» **Work to complete**: The line containing "for subprocess execution." marks the end: output every line of the data up to it, and that line too, exactly as written.

» **Entries provided**:

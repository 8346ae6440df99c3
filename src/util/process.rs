//! Subprocess execution utilities.

use std::ffi::OsStr;
use std::path::{Path, PathBuf};
use std::process::{Command, Output, Stdio};

use anyhow::{Context, Result};

/// Builder for subprocess execution.
#[derive(Debug, Clone)]
pub struct ProcessBuilder {
    program: PathBuf,
    args: Vec<String>,
    cwd: Option<PathBuf>,
}

impl ProcessBuilder {
    /// Create a new process builder for the given program.
    pub fn new(program: impl AsRef<Path>) -> Self {
        ProcessBuilder {
            program: program.as_ref().to_path_buf(),
            args: Vec::new(),
            cwd: None,
        }
    }

    /// Add a single argument.
    pub fn arg(mut self, arg: impl AsRef<OsStr>) -> Self {
        self.args.push(arg.as_ref().to_string_lossy().into_owned());
        self
    }

    /// Add multiple arguments.
    pub fn args<I, S>(mut self, args: I) -> Self
    where
        I: IntoIterator<Item = S>,
        S: AsRef<OsStr>,
    {
        self.args.extend(
            args.into_iter()
                .map(|s| s.as_ref().to_string_lossy().into_owned()),
        );
        self
    }

    /// Set the working directory.
    pub fn cwd(mut self, cwd: impl AsRef<Path>) -> Self {
        self.cwd = Some(cwd.as_ref().to_path_buf());
        self
    }

    /// Get the arguments.
    pub fn get_args(&self) -> &[String] {
        &self.args
    }

    /// Get the working directory, if set.
    pub fn get_cwd(&self) -> Option<&Path> {
        self.cwd.as_deref()
    }

    fn build_command(&self) -> Command {
        let mut cmd = Command::new(&self.program);
        cmd.args(&self.args);

        if let Some(ref cwd) = self.cwd {
            cmd.current_dir(cwd);
        }

        cmd
    }

    /// Run to completion, capturing stdout and stderr.
    ///
    /// Blocks until the child exits. There is no timeout.
    pub fn exec(&self) -> Result<Output> {
        let mut cmd = self.build_command();
        cmd.stdin(Stdio::null());
        cmd.stdout(Stdio::piped());
        cmd.stderr(Stdio::piped());

        cmd.output()
            .with_context(|| format!("failed to execute `{}`", self.program.display()))
    }

    /// Display the command for logs and error messages.
    pub fn display_command(&self) -> String {
        let mut parts = vec![self.program.display().to_string()];
        parts.extend(self.args.iter().cloned());
        parts.join(" ")
    }
}

/// Find an executable in PATH.
pub fn find_executable(name: &str) -> Option<PathBuf> {
    which::which(name).ok()
}

#[cfg(test)]
mod tests {
    use super::*;

    #[cfg(unix)]
    #[test]
    fn test_exec_captures_stdout() {
        let output = ProcessBuilder::new("echo").arg("hello").exec().unwrap();

        assert!(output.status.success());
        let stdout = String::from_utf8_lossy(&output.stdout);
        assert!(stdout.contains("hello"));
    }

    #[test]
    fn test_exec_missing_program_is_error() {
        let result = ProcessBuilder::new("definitely-not-a-real-program-zw").exec();
        assert!(result.is_err());
    }

    #[test]
    fn test_display_command() {
        let pb = ProcessBuilder::new("zig").args(["build-lib", "src/lib.zig", "-dynamic"]);

        assert_eq!(pb.display_command(), "zig build-lib src/lib.zig -dynamic");
    }
}
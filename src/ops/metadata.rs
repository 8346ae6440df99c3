//! Core metadata files of a wheel's `.dist-info` directory.

use std::path::Path;

use anyhow::Result;

use crate::core::manifest::{Author, PackageMetadata, ProjectManifest};
use crate::core::tags::WheelTag;
use crate::util::fs::{ensure_dir, write_string};

/// Core metadata version written on the first METADATA line.
pub const METADATA_VERSION: &str = "2.1";

/// Wheel format version written into WHEEL.
pub const WHEEL_VERSION: &str = "1.0";

/// Value of the WHEEL `Generator:` field.
pub fn generator() -> String {
    format!("zigwheel {}", env!("CARGO_PKG_VERSION"))
}

/// Render the METADATA file.
///
/// Fields appear in a fixed order and absent optional fields are omitted.
/// A readme that can be read from `project_root` becomes the message body.
pub fn render_metadata(meta: &PackageMetadata, project_root: &Path) -> String {
    let mut lines = vec![
        format!("Metadata-Version: {}", METADATA_VERSION),
        format!("Name: {}", single_line(&meta.name)),
        format!("Version: {}", single_line(&meta.version)),
    ];

    if let Some(summary) = &meta.summary {
        lines.push(format!("Summary: {}", single_line(summary)));
    }

    if let Some(requires) = &meta.requires_python {
        lines.push(format!("Requires-Python: {}", single_line(requires)));
    }

    if let Some(license) = meta.license.as_ref().and_then(|l| l.display_text()) {
        lines.push(format!("License: {}", single_line(license)));
    }

    lines.extend(meta.authors.iter().filter_map(author_line));

    for classifier in &meta.classifiers {
        lines.push(format!("Classifier: {}", single_line(classifier)));
    }

    for dep in &meta.dependencies {
        lines.push(format!("Requires-Dist: {}", single_line(dep)));
    }

    for (extra, deps) in &meta.optional_dependencies {
        lines.push(format!("Provides-Extra: {}", single_line(extra)));
        for dep in deps {
            lines.push(format!(
                "Requires-Dist: {}",
                single_line(&extra_requirement(dep, extra))
            ));
        }
    }

    for (label, url) in &meta.urls {
        lines.push(format!("Project-URL: {}, {}", single_line(label), single_line(url)));
    }

    let body = meta.readme.as_ref().and_then(|readme| {
        let file = readme.file()?;
        match std::fs::read_to_string(project_root.join(file)) {
            Ok(text) => Some((readme.content_type().to_string(), text)),
            Err(e) => {
                tracing::warn!("Skipping readme {}: {}", file, e);
                None
            }
        }
    });

    let mut out = String::new();
    if let Some((content_type, _)) = &body {
        lines.push(format!("Description-Content-Type: {}", content_type));
    }
    for line in &lines {
        out.push_str(line);
        out.push('\n');
    }

    if let Some((_, text)) = body {
        out.push('\n');
        out.push_str(&text);
        if !text.ends_with('\n') {
            out.push('\n');
        }
    }

    out
}

fn author_line(author: &Author) -> Option<String> {
    let name = author.name.as_deref().map(single_line).filter(|s| !s.is_empty());
    let email = author.email.as_deref().map(single_line).filter(|s| !s.is_empty());
    match (name, email) {
        (Some(name), Some(email)) => Some(format!("Author-Email: {} <{}>", name, email)),
        (Some(name), None) => Some(format!("Author: {}", name)),
        (None, Some(email)) => Some(format!("Author-Email: {}", email)),
        (None, None) => None,
    }
}

/// Attach an `extra == "name"` marker to a requirement.
fn extra_requirement(dep: &str, extra: &str) -> String {
    match dep.split_once(';') {
        Some((req, marker)) => format!(
            "{}; ({}) and extra == \"{}\"",
            req.trim(),
            marker.trim(),
            extra
        ),
        None => format!("{}; extra == \"{}\"", dep.trim(), extra),
    }
}

/// Collapse whitespace, including newlines, so a value stays on its header line.
fn single_line(s: &str) -> String {
    s.split_whitespace().collect::<Vec<_>>().join(" ")
}

/// Render the WHEEL file.
pub fn render_wheel(tag: &WheelTag) -> String {
    format!(
        "Wheel-Version: {}\nGenerator: {}\nRoot-Is-Purelib: false\nTag: {}\n",
        WHEEL_VERSION,
        generator(),
        tag
    )
}

/// Write METADATA and WHEEL into `dist_info_dir`.
pub fn write_metadata_files(
    dist_info_dir: &Path,
    project: &ProjectManifest,
    tag: &WheelTag,
) -> Result<()> {
    ensure_dir(dist_info_dir)?;
    write_string(
        &dist_info_dir.join("METADATA"),
        &render_metadata(&project.metadata, &project.root),
    )?;
    write_string(&dist_info_dir.join("WHEEL"), &render_wheel(tag))
}

/// Write the `.dist-info` directory into `metadata_dir` and return its name.
pub fn prepare_metadata(
    project: &ProjectManifest,
    metadata_dir: &Path,
    tag: &WheelTag,
) -> Result<String> {
    let dist_info = project.metadata.dist_info_name();
    write_metadata_files(&metadata_dir.join(&dist_info), project, tag)?;
    tracing::debug!("Prepared {} in {}", dist_info, metadata_dir.display());
    Ok(dist_info)
}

» **Task result**:
repository 8346ae6440df99c3
filename src/util/process.rs
//! Subprocess execution utilities.

use std::ffi::OsStr;
use std::path::{Path, PathBuf};
use std::process::{Command, Output, Stdio};

use anyhow::{Context, Result};

/// Builder for subprocess execution.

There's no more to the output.